### Your task
Below are the records; tally the lines in them that include the word "used" and reply with the number alone.
◆ ◆ ◆ ◆
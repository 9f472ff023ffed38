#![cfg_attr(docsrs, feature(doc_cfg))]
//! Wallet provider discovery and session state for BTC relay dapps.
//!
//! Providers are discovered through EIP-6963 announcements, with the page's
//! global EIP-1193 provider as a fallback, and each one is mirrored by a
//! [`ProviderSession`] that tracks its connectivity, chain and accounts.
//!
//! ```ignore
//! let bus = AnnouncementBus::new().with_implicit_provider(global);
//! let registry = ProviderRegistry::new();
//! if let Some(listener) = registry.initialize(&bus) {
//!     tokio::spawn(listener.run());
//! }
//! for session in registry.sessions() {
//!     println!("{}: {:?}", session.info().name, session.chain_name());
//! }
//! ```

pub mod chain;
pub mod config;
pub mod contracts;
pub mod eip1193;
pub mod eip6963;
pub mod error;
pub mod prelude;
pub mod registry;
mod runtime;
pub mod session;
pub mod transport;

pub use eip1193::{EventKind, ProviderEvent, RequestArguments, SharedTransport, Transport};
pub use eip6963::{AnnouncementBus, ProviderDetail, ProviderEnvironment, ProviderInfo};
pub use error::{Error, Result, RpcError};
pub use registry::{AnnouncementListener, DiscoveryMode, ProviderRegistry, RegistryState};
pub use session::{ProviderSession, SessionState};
◆ ◆ ◆ ◆
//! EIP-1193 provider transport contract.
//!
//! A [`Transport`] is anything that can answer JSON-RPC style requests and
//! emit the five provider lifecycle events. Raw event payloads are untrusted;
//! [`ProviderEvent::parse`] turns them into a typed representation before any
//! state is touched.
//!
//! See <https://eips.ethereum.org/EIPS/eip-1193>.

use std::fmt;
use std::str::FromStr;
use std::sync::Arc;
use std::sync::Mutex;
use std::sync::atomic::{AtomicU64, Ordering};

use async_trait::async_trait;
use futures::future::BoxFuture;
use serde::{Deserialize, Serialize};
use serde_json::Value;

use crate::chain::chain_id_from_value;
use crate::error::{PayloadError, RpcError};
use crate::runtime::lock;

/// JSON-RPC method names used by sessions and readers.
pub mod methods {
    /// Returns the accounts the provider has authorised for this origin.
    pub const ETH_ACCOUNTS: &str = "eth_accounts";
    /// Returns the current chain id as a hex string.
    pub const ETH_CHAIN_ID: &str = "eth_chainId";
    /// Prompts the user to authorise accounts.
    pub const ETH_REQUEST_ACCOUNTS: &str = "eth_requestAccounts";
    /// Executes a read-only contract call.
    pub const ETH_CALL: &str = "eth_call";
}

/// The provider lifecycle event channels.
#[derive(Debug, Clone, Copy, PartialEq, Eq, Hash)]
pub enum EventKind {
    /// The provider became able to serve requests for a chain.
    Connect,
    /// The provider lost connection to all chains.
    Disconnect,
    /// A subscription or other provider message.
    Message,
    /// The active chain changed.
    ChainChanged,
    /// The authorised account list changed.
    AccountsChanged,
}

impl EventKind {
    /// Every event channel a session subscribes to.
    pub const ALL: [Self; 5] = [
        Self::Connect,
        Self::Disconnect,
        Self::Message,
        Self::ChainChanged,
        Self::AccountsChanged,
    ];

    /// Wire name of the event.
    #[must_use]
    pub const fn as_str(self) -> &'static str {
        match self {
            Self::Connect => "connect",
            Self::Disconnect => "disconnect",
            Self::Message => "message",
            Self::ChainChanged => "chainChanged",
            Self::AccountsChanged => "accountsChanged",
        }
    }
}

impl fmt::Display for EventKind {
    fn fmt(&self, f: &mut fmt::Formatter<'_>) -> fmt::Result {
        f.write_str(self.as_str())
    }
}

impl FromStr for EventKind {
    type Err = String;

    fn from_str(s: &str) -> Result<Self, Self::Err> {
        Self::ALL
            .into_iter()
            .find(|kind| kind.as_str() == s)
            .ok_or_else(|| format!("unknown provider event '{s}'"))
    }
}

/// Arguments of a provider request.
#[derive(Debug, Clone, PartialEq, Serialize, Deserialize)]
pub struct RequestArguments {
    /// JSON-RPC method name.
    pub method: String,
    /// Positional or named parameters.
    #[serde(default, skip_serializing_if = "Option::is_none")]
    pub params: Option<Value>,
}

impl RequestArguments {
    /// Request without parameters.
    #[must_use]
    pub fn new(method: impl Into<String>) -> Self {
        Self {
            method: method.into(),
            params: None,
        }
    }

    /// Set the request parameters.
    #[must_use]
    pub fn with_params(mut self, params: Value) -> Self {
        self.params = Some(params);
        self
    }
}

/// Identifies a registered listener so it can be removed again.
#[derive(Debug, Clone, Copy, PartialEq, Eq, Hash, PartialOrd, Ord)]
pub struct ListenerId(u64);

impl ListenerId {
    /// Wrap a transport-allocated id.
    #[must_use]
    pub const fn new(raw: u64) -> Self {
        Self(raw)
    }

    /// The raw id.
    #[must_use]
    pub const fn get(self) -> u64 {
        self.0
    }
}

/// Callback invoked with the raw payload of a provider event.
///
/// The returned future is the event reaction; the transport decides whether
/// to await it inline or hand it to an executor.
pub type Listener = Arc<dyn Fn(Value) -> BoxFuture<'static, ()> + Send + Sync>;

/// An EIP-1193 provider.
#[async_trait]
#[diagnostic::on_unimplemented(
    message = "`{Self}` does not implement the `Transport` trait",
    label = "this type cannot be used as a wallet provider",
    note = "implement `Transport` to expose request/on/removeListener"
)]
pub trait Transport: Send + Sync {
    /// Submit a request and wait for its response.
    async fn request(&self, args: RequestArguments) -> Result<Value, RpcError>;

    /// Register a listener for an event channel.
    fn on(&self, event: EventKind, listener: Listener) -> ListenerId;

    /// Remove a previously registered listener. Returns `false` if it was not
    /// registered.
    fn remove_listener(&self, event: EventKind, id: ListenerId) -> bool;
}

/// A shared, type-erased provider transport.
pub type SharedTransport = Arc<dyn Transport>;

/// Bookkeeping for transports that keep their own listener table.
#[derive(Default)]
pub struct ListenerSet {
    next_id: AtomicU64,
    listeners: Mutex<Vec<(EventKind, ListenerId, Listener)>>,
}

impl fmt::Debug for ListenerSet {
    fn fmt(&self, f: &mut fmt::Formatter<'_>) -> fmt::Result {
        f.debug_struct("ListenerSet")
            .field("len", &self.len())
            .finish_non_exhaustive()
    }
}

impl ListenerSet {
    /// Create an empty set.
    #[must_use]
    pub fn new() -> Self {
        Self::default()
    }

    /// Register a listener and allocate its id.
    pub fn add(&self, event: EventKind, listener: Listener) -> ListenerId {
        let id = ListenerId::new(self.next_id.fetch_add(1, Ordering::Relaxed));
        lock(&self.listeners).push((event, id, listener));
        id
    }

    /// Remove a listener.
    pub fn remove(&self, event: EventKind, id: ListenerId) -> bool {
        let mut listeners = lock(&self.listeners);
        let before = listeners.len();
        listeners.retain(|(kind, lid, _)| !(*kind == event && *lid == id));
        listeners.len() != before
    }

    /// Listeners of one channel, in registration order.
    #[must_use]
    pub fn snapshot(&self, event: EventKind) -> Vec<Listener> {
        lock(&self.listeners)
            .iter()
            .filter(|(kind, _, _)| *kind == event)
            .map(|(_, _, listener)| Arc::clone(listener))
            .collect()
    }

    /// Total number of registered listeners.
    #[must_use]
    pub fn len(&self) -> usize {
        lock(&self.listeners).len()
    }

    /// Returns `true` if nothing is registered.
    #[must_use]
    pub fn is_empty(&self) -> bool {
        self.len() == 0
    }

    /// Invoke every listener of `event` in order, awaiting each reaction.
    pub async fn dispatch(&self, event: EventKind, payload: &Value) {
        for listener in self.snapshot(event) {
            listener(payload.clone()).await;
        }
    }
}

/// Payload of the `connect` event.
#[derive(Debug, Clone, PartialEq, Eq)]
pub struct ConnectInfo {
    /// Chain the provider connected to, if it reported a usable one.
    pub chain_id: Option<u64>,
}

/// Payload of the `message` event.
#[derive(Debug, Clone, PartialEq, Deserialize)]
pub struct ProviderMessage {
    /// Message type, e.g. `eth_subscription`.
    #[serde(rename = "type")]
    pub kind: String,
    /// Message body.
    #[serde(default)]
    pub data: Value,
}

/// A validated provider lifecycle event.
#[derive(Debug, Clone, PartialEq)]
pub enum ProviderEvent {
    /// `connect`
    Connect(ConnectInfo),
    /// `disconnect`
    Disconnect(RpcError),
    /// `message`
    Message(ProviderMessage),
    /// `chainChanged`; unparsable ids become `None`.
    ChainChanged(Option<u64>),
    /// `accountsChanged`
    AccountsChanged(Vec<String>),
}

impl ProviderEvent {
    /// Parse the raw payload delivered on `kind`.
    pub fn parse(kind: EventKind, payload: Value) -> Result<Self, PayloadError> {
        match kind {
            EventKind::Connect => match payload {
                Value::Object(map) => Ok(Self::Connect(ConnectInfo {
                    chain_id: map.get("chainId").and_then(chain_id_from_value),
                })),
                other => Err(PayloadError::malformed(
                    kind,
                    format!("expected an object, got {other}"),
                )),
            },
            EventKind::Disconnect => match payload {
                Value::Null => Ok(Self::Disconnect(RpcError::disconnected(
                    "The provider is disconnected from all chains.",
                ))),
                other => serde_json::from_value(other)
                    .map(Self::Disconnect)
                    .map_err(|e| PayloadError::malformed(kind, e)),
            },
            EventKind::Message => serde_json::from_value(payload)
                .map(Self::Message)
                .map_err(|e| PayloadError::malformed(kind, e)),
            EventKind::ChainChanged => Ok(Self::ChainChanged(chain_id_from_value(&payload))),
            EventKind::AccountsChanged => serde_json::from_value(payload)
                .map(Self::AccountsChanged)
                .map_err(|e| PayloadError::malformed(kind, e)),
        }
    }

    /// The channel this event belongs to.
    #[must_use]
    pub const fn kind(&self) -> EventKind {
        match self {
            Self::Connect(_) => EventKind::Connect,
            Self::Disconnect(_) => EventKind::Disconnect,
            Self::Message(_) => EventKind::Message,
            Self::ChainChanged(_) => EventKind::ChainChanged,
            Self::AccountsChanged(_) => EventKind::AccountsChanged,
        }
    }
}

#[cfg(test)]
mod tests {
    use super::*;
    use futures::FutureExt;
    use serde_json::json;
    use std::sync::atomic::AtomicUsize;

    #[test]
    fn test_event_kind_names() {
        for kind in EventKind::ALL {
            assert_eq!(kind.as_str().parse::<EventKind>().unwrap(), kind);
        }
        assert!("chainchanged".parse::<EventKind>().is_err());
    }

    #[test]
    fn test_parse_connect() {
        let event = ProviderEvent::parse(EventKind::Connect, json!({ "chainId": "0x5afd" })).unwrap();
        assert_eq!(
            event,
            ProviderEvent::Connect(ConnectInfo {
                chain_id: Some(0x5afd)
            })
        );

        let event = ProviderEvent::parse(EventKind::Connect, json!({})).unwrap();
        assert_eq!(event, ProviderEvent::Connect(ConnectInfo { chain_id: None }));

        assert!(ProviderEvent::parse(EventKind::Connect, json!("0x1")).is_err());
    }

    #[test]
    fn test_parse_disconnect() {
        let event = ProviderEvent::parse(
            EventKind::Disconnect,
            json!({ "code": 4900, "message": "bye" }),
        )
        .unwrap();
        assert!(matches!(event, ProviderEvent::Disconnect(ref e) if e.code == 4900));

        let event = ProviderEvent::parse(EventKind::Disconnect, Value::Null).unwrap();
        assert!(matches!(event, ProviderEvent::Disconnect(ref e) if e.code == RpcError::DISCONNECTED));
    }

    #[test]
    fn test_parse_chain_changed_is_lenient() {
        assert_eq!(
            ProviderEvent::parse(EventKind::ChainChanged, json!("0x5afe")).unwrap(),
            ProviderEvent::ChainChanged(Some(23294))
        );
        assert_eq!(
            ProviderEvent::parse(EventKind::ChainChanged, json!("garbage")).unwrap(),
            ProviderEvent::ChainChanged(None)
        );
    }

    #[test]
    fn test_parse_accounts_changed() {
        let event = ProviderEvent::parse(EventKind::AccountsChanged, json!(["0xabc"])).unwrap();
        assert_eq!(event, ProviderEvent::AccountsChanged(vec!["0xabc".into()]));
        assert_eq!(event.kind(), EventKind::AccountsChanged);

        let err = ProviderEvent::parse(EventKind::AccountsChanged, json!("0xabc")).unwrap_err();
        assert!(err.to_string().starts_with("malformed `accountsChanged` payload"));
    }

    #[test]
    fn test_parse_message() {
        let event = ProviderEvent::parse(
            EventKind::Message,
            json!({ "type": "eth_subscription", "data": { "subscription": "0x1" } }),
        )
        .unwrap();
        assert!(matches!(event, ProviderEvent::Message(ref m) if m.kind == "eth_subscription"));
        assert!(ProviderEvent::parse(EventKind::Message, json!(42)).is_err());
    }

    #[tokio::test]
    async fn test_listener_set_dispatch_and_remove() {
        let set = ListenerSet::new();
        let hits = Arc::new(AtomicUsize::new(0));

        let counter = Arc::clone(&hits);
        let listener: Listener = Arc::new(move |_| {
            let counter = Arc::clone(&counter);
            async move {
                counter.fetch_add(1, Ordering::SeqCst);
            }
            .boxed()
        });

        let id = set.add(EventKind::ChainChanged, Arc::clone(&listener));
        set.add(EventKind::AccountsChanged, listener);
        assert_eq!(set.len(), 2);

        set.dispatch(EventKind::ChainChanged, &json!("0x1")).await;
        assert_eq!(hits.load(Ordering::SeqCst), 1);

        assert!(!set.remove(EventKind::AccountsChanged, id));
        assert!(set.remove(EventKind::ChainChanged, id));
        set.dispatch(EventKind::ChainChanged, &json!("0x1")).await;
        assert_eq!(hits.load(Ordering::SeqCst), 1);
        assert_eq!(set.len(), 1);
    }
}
◆ ◆ ◆ ◆
### Response box
2